Não pretendo, penso em ficar um pouco mais.

Em outro bar, o que acha? Não vou negar. A mesa está cheia, vai esvaziar logo e as portas vão descer. Já tem gente suficiente para lotar um táxi. Eles que se virem, respondeu se aproximando do meu ouvido. Aqui e em outro lugar, pegaremos o mesmo táxi, para o mesmo rumo. Pedi a conta.

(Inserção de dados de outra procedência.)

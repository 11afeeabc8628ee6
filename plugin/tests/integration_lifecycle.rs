// Lifecycle contract: the phase machine, the not-initialized fast-fail,
// and the proof that neither validation nor the guard ever reaches the
// engine.

use std::sync::Arc;

use async_trait::async_trait;
use mockall::mock;
use serde_json::{json, Value};

use meshbridge_core::engine::{EventPublisher, MeshEngine};
use meshbridge_core::error::{BridgeError, Failure, FailureReason, ValidationError};
use meshbridge_core::lifecycle::Phase;
use meshbridge_core::types::{
    ApiKey, MessageId, Payload, PeerId, PropagationProfile, TransmissionMode, UserId,
};
use meshbridge_plugin::{command, BridgeConfig, MeshBridge, StaticPermissions};

mock! {
    pub Engine {}

    #[async_trait]
    impl MeshEngine for Engine {
        fn bind_publisher(&self, publisher: EventPublisher);
        async fn initialize(&self, api_key: ApiKey, verbose_logging: bool) -> Result<(), Failure>;
        async fn is_initialized(&self) -> bool;
        async fn start(
            &self,
            user_id: Option<UserId>,
            profile: PropagationProfile,
        ) -> Result<(), Failure>;
        async fn is_started(&self) -> bool;
        async fn stop(&self) -> Result<(), Failure>;
        async fn license_expiration_date(&self) -> Result<Option<u64>, Failure>;
        async fn update_license(&self) -> Result<(), Failure>;
        async fn destroy_session(&self) -> Result<(), Failure>;
        async fn current_user_id(&self) -> Result<Option<UserId>, Failure>;
        async fn connected_peers(&self) -> Result<Vec<PeerId>, Failure>;
        async fn establish_secure_connection(&self, user_id: UserId) -> Result<(), Failure>;
        async fn fingerprint(&self, user_id: UserId) -> Result<Payload, Failure>;
        async fn is_fingerprint_valid(
            &self,
            user_id: UserId,
            fingerprint: Payload,
        ) -> Result<bool, Failure>;
        async fn send(&self, data: Payload, mode: TransmissionMode) -> Result<MessageId, Failure>;
    }
}

const API_KEY: &str = "123e4567-e89b-12d3-a456-426614174000";
const USER: &str = "9f1b2c3d-0a1b-42c3-8d4e-5f6a7b8c9d0e";

/// A bridge over a mock engine with no command expectations: any engine
/// call past `bind_publisher` fails the test.
fn untouchable_bridge() -> MeshBridge {
    let mut engine = MockEngine::new();
    engine.expect_bind_publisher().times(1).return_const(());
    MeshBridge::new(
        Arc::new(engine),
        BridgeConfig::default(),
        Arc::new(StaticPermissions::granted()),
    )
}

fn reason_of(error: &BridgeError) -> Option<FailureReason> {
    match error {
        BridgeError::Engine(failure) => Some(failure.reason),
        _ => None,
    }
}

#[tokio::test]
async fn test_session_commands_fast_fail_before_initialize() {
    let bridge = untouchable_bridge();

    let secure_options = json!({ "userID": USER });
    let send_options = json!({
        "data": "SGVsbG8=",
        "transmissionMode": { "type": "mesh", "uuid": USER },
    });
    let fingerprint_options = json!({ "userID": USER, "fingerprint": "dG9r" });

    let calls: Vec<(&str, Option<Value>)> = vec![
        (command::START, None),
        (command::STOP, None),
        (command::LICENSE_EXPIRATION_DATE, None),
        (command::UPDATE_LICENSE, None),
        (command::DESTROY_SESSION, None),
        (command::CURRENT_USER_ID, None),
        (command::CONNECTED_PEERS, None),
        (
            command::ESTABLISH_SECURE_CONNECTION,
            Some(secure_options.clone()),
        ),
        (command::FINGERPRINT, Some(secure_options)),
        (command::IS_FINGERPRINT_VALID, Some(fingerprint_options)),
        (command::SEND, Some(send_options)),
    ];

    for (name, options) in calls {
        let error = bridge
            .invoke(name, options)
            .await
            .expect_err(&format!("{name} must reject while uninitialized"));
        assert_eq!(
            reason_of(&error),
            Some(FailureReason::NotInitialized),
            "{name} rejected with the wrong reason: {error}"
        );
    }
}

#[tokio::test]
async fn test_validation_precedes_engine_dispatch() {
    let bridge = untouchable_bridge();

    // No data, no transmission mode: rejected before guard and engine
    let error = bridge.invoke(command::SEND, Some(json!({}))).await.unwrap_err();
    assert!(matches!(
        error,
        BridgeError::Validation(ValidationError::MissingPayload)
    ));

    let error = bridge
        .invoke(command::ESTABLISH_SECURE_CONNECTION, Some(json!({})))
        .await
        .unwrap_err();
    assert!(matches!(
        error,
        BridgeError::Validation(ValidationError::MissingUserId)
    ));
}

#[tokio::test]
async fn test_initialize_requires_an_api_key_from_somewhere() {
    let bridge = untouchable_bridge();
    let error = bridge.invoke(command::INITIALIZE, None).await.unwrap_err();
    assert!(matches!(
        error,
        BridgeError::Validation(ValidationError::MissingApiKey)
    ));
}

#[tokio::test]
async fn test_initialize_falls_back_to_configured_api_key() {
    let mut engine = MockEngine::new();
    engine.expect_bind_publisher().times(1).return_const(());
    engine
        .expect_initialize()
        .withf(|api_key, verbose| api_key.to_string() == API_KEY && !*verbose)
        .times(1)
        .returning(|_, _| Ok(()));

    let config = BridgeConfig::from_value(&json!({ "apiKey": API_KEY }));
    let bridge = MeshBridge::new(
        Arc::new(engine),
        config,
        Arc::new(StaticPermissions::granted()),
    );

    bridge.invoke(command::INITIALIZE, None).await.unwrap();
    assert_eq!(bridge.phase(), Phase::Initialized);
}

#[tokio::test]
async fn test_boolean_queries_reach_the_engine_live() {
    let mut engine = MockEngine::new();
    engine.expect_bind_publisher().times(1).return_const(());
    engine.expect_is_initialized().times(1).returning(|| false);
    engine.expect_is_started().times(1).returning(|| false);

    let bridge = MeshBridge::new(
        Arc::new(engine),
        BridgeConfig::default(),
        Arc::new(StaticPermissions::granted()),
    );

    assert!(!bridge.is_initialized().await);
    assert!(!bridge.is_started().await);
}

#[tokio::test]
async fn test_stop_while_uninitialized_emits_no_stopped_event() {
    let (bridge, _engine) = MeshBridge::loopback(BridgeConfig::default());

    let stopped = Arc::new(parking_lot::Mutex::new(0u32));
    let counter = Arc::clone(&stopped);
    bridge
        .subscribe("onStopped", move |_| *counter.lock() += 1)
        .unwrap();

    let error = bridge.invoke(command::STOP, None).await.unwrap_err();
    assert_eq!(reason_of(&error), Some(FailureReason::NotInitialized));
    assert_eq!(*stopped.lock(), 0);
}

#[tokio::test]
async fn test_second_initialize_fails_with_already_instantiated() {
    let (bridge, _engine) = MeshBridge::loopback(BridgeConfig::default());
    let options = json!({ "apiKey": API_KEY });

    bridge
        .invoke(command::INITIALIZE, Some(options.clone()))
        .await
        .unwrap();
    let error = bridge
        .invoke(command::INITIALIZE, Some(options))
        .await
        .unwrap_err();
    assert_eq!(reason_of(&error), Some(FailureReason::AlreadyInstantiated));
}

#[tokio::test]
async fn test_stop_returns_the_bridge_to_initialized() {
    let (bridge, _engine) = MeshBridge::loopback(BridgeConfig::default());

    bridge
        .invoke(command::INITIALIZE, Some(json!({ "apiKey": API_KEY })))
        .await
        .unwrap();
    bridge.invoke(command::START, None).await.unwrap();
    assert_eq!(bridge.phase(), Phase::Started);

    bridge.invoke(command::STOP, None).await.unwrap();
    assert_eq!(bridge.phase(), Phase::Initialized);

    // Still initialized: session commands keep working
    bridge.invoke(command::LICENSE_EXPIRATION_DATE, None).await.unwrap();
}

#[tokio::test]
async fn test_destroy_session_returns_to_uninitialized() {
    let (bridge, _engine) = MeshBridge::loopback(BridgeConfig::default());

    bridge
        .invoke(command::INITIALIZE, Some(json!({ "apiKey": API_KEY })))
        .await
        .unwrap();
    bridge.invoke(command::START, None).await.unwrap();
    bridge.invoke(command::DESTROY_SESSION, None).await.unwrap();

    assert_eq!(bridge.phase(), Phase::Uninitialized);
    assert!(!bridge.is_initialized().await);

    let error = bridge.invoke(command::CONNECTED_PEERS, None).await.unwrap_err();
    assert_eq!(reason_of(&error), Some(FailureReason::NotInitialized));
}

#[tokio::test]
async fn test_permissions_work_in_any_phase() {
    let (bridge, _engine) = MeshBridge::loopback(BridgeConfig::default());

    let status = bridge.invoke(command::CHECK_PERMISSIONS, None).await.unwrap().unwrap();
    assert_eq!(status["bluetooth"], "granted");

    let status = bridge
        .invoke(
            command::REQUEST_PERMISSIONS,
            Some(json!({ "permissions": ["bluetooth"] })),
        )
        .await
        .unwrap()
        .unwrap();
    assert_eq!(status["bluetooth"], "granted");
}

#[tokio::test]
async fn test_engine_failures_surface_verbatim() {
    let mut engine = MockEngine::new();
    engine.expect_bind_publisher().times(1).return_const(());
    engine.expect_initialize().times(1).returning(|_, _| {
        Err(Failure::with_code(FailureReason::LicenseError, 14))
    });

    let bridge = MeshBridge::new(
        Arc::new(engine),
        BridgeConfig::default(),
        Arc::new(StaticPermissions::granted()),
    );

    let error = bridge
        .invoke(command::INITIALIZE, Some(json!({ "apiKey": API_KEY })))
        .await
        .unwrap_err();
    let wire = error.to_wire();
    assert_eq!(wire["type"], "licenseError");
    assert_eq!(wire["code"], 14);

    // Failed initialize leaves the bridge uninitialized
    assert_eq!(bridge.phase(), Phase::Uninitialized);
}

Sabe aquela garota que sai do interior e chega na capital? Sabe, sabe essa mesma garota quando sai do metrô da Consolação, sobe as escadas e percebe ser menor que aqueles prédios? Pensa, ligeiramente, nas dores que cada apressado trombou com ela, selvagens de terno e saia se caçam sem pedir licença pelas calçadas largas da Paulista. Mas na cambulhada faz uma lista das cabeças em zigue-zague, correndo cada um para bater o cartão, comer às pressas, pagar as contas, pedir emprego, ser demitida. Elabora planos futuros na mente, desmente a si mesma e promete não se subestimar com algo momentâneo. Sem ser piegas, apenas diferente, quer deixar a hora rolar devagar. Pensa até em pegar uma sessão. Esse filme do pássaro parece ser uma boa. Já imagina ser um pássaro. Sempre gostou de pardal. Um pássaro no alto da FIESP a saltar e não ter medo de se destroçar no chão.

Acredita que pode, na loucura de sampa, sentar na grama depois de uma noite no bar.